Here we show functions from PersistField. Similar functions from the other typeclasses have simpler signatures without monad or with a single PersistValue instead of a list.

toPersistValues :: PersistBackend m => a -> m ([PersistValue] -> [PersistValue]) returns a difference list. fromPersistValues :: PersistBackend m => [PersistValue] -> m (a, [PersistValue]) creates a value taking several elements from the list and returns it together with list leftovers.
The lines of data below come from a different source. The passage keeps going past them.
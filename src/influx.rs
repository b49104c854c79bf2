use crate::errors::AppError;
use crate::model::LastHeardRecord;
use chrono::{DateTime, Utc};
use log::{debug, info, trace};
use serde::{Deserialize, Serialize};
use std::collections::BTreeMap;
use std::time::Duration;

pub const MEASUREMENT: &str = "last_heard";
pub const DEFAULT_PORT: u16 = 8086;
pub const DEFAULT_DB: &str = "pistar";

#[derive(Clone, Debug, PartialEq, Serialize)]
#[serde(untagged)]
pub enum FieldValue {
    Str(String),
    Float(f64),
    Int(i64),
}

/// One time-series point as InfluxDB 1.x stores it.
#[derive(Clone, Debug, PartialEq, Serialize)]
pub struct Point {
    pub measurement: String,
    pub time: DateTime<Utc>,
    pub fields: BTreeMap<String, FieldValue>,
}

impl From<&LastHeardRecord> for Point {
    fn from(r: &LastHeardRecord) -> Self {
        let mut fields = BTreeMap::new();
        fields.insert("mode".to_string(), FieldValue::Str(r.mode.clone()));
        fields.insert("callsign".to_string(), FieldValue::Str(r.callsign.clone()));
        fields.insert("target".to_string(), FieldValue::Str(r.target.clone()));
        fields.insert("source".to_string(), FieldValue::Str(r.source.clone()));
        fields.insert("duration".to_string(), FieldValue::Float(r.duration));
        fields.insert("loss".to_string(), FieldValue::Int(i64::from(r.loss)));
        if let Some(ber) = r.ber {
            fields.insert("ber".to_string(), FieldValue::Float(ber));
        }
        Point {
            measurement: MEASUREMENT.to_string(),
            time: r.timestamp,
            fields,
        }
    }
}

#[inline]
fn escape_key(s: &str) -> String {
    let mut out = String::with_capacity(s.len());
    for c in s.chars() {
        if matches!(c, ',' | '=' | ' ') {
            out.push('\\');
        }
        out.push(c);
    }
    out
}

#[inline]
fn escape_str_value(s: &str) -> String {
    let mut out = String::with_capacity(s.len() + 2);
    out.push('"');
    for c in s.chars() {
        match c {
            // Line protocol ends a point at a newline, even inside quotes.
            '\n' | '\r' => out.push(' '),
            '"' | '\\' => {
                out.push('\\');
                out.push(c);
            }
            _ => out.push(c),
        }
    }
    out.push('"');
    out
}

impl FieldValue {
    fn encode(&self) -> String {
        match self {
            FieldValue::Str(s) => escape_str_value(s),
            FieldValue::Float(v) => format!("{:?}", v),
            FieldValue::Int(v) => format!("{}i", v),
        }
    }
}

impl Point {
    /// Line protocol, second precision.
    pub fn to_line_protocol(&self) -> String {
        let fields = self
            .fields
            .iter()
            .map(|(k, v)| format!("{}={}", escape_key(k), v.encode()))
            .collect::<Vec<_>>()
            .join(",");
        format!("{} {} {}", escape_key(&self.measurement), fields, self.time.timestamp())
    }
}

/// "host", "host/" or "http(s)://host" plus port -> base URL.
pub fn base_url(host: &str, port: u16) -> Result<String, AppError> {
    let host = host.trim().trim_end_matches('/');
    if host.is_empty() {
        return Err(AppError::Config("empty InfluxDB host".into()));
    }
    if host.contains("://") {
        Ok(format!("{}:{}", host, port))
    } else {
        Ok(format!("http://{}:{}", host, port))
    }
}

#[derive(Debug, Default, Deserialize)]
struct StatementResult {
    #[serde(default)]
    error: Option<String>,
}

#[derive(Debug, Default, Deserialize)]
struct QueryResponse {
    #[serde(default)]
    results: Vec<StatementResult>,
    #[serde(default)]
    error: Option<String>,
}

/// First error reported in a `/query` response body, if any.
fn query_error(body: &str) -> Option<String> {
    let resp: QueryResponse = match serde_json::from_str(body) {
        Ok(r) => r,
        Err(e) => return Some(format!("unreadable response '{}': {}", body, e)),
    };
    resp.error
        .or_else(|| resp.results.into_iter().find_map(|r| r.error))
}

pub struct InfluxClient {
    client: reqwest::blocking::Client,
    base: String,
    db: String,
}

impl InfluxClient {
    /// Check the server answers and make sure `db` exists.
    pub fn connect(host: &str, port: u16, db: &str) -> Result<Self, AppError> {
        let client = reqwest::blocking::Client::builder()
            .timeout(Duration::from_secs(30))
            .build()
            .map_err(|e| AppError::Config(format!("http client: {}", e)))?;
        Self::connect_with(client, host, port, db)
    }

    pub fn connect_with(
        client: reqwest::blocking::Client,
        host: &str,
        port: u16,
        db: &str,
    ) -> Result<Self, AppError> {
        let base = base_url(host, port)?;

        let ping = client
            .get(format!("{}/ping", base))
            .send()
            .map_err(|e| AppError::StorageConnect(format!("{}: {}", base, e)))?;
        trace!("ping {} -> {}", base, ping.status());
        if !ping.status().is_success() {
            return Err(AppError::StorageConnect(format!("{}: ping status {}", base, ping.status())));
        }

        let this = InfluxClient { client, base, db: db.to_string() };
        this.create_database()?;
        debug!("using database '{}' on {}", this.db, this.base);
        Ok(this)
    }

    fn create_database(&self) -> Result<(), AppError> {
        let stmt = format!("CREATE DATABASE \"{}\"", self.db.replace('"', "\\\""));
        let resp = self
            .client
            .post(format!("{}/query", self.base))
            .form(&[("q", stmt.as_str())])
            .send()
            .map_err(|e| AppError::StorageConnect(format!("{}: {}", self.base, e)))?;
        let status = resp.status();
        let body = resp
            .text()
            .map_err(|e| AppError::StorageConnect(format!("{}: {}", self.base, e)))?;
        trace!("create database -> {} {}", status, body);
        if let Some(err) = query_error(&body) {
            return Err(AppError::StorageConnect(format!("create database '{}': {}", self.db, err)));
        }
        if !status.is_success() {
            return Err(AppError::StorageConnect(format!("create database '{}': status {}", self.db, status)));
        }
        Ok(())
    }

    pub fn write_points(&self, points: &[Point]) -> Result<(), AppError> {
        if points.is_empty() {
            info!("Nothing to write");
            return Ok(());
        }
        let body = points
            .iter()
            .map(Point::to_line_protocol)
            .collect::<Vec<_>>()
            .join("\n");
        trace!("line protocol:\n{}", body);

        let resp = self
            .client
            .post(format!("{}/write", self.base))
            .query(&[("db", self.db.as_str()), ("precision", "s")])
            .body(body)
            .send()
            .map_err(|e| AppError::StorageWrite(format!("{}: {}", self.base, e)))?;
        let status = resp.status();
        if !status.is_success() {
            let text = resp.text().unwrap_or_default();
            return Err(AppError::StorageWrite(format!("status {}: {}", status, text.trim())));
        }
        info!("Wrote {} points to '{}'", points.len(), self.db);
        Ok(())
    }
}
use thiserror::Error;

#[derive(Error, Debug)]
pub enum AppError {
    #[error("IO error: {0}")]
    IO(String),
    #[error("config error: {0}")]
    Config(String),
    #[error("could not fetch dashboard page: {0}")]
    Fetch(String),
    #[error("could not connect to InfluxDB: {0}")]
    StorageConnect(String),
    #[error("could not write to InfluxDB: {0}")]
    StorageWrite(String),
}

impl From<std::io::Error> for AppError {
    fn from(e: std::io::Error) -> Self { AppError::IO(format!("{}", e)) }
}

/// Why a single "last heard" row was dropped. Never escalates past the row.
#[derive(Error, Debug, Clone, PartialEq)]
pub enum RowRejected {
    #[error("expected 8 columns, got {0}")]
    ColumnCount(usize),
    #[error("transmission still in progress")]
    InProgress,
    #[error("bad timestamp '{0}'")]
    Timestamp(String),
    #[error("{field}: not a number '{text}'")]
    Number { field: &'static str, text: String },
    #[error("{field}: out of range '{text}'")]
    OutOfRange { field: &'static str, text: String },
}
Let's define instances for an enum:

data Cutlery = Spoon | Fork | Knife | Spork
  deriving (Enum, Show, Read)

instance PersistField Cutlery where
  persistName _ = "Cutlery"
  -- primToPersistValue are from Database.Groundhog.Generic
  toPersistValues = primToPersistValue
  fromPersistValues = primFromPersistValue
  -- is stored as string column, not nullable, no default value, no reference
  dbType _ = DbTypePrimitive DbString False Nothing Nothing

instance PrimitivePersistField Cutlery where
  toPrimitivePersistValue p a = toPrimitivePersistValue p $ show a
  fromPrimitivePersistValue p x = read $ fromPrimitivePersistValue p x

Now WeekDay can be stored in database and queried in expressions like MyField ==. Friday.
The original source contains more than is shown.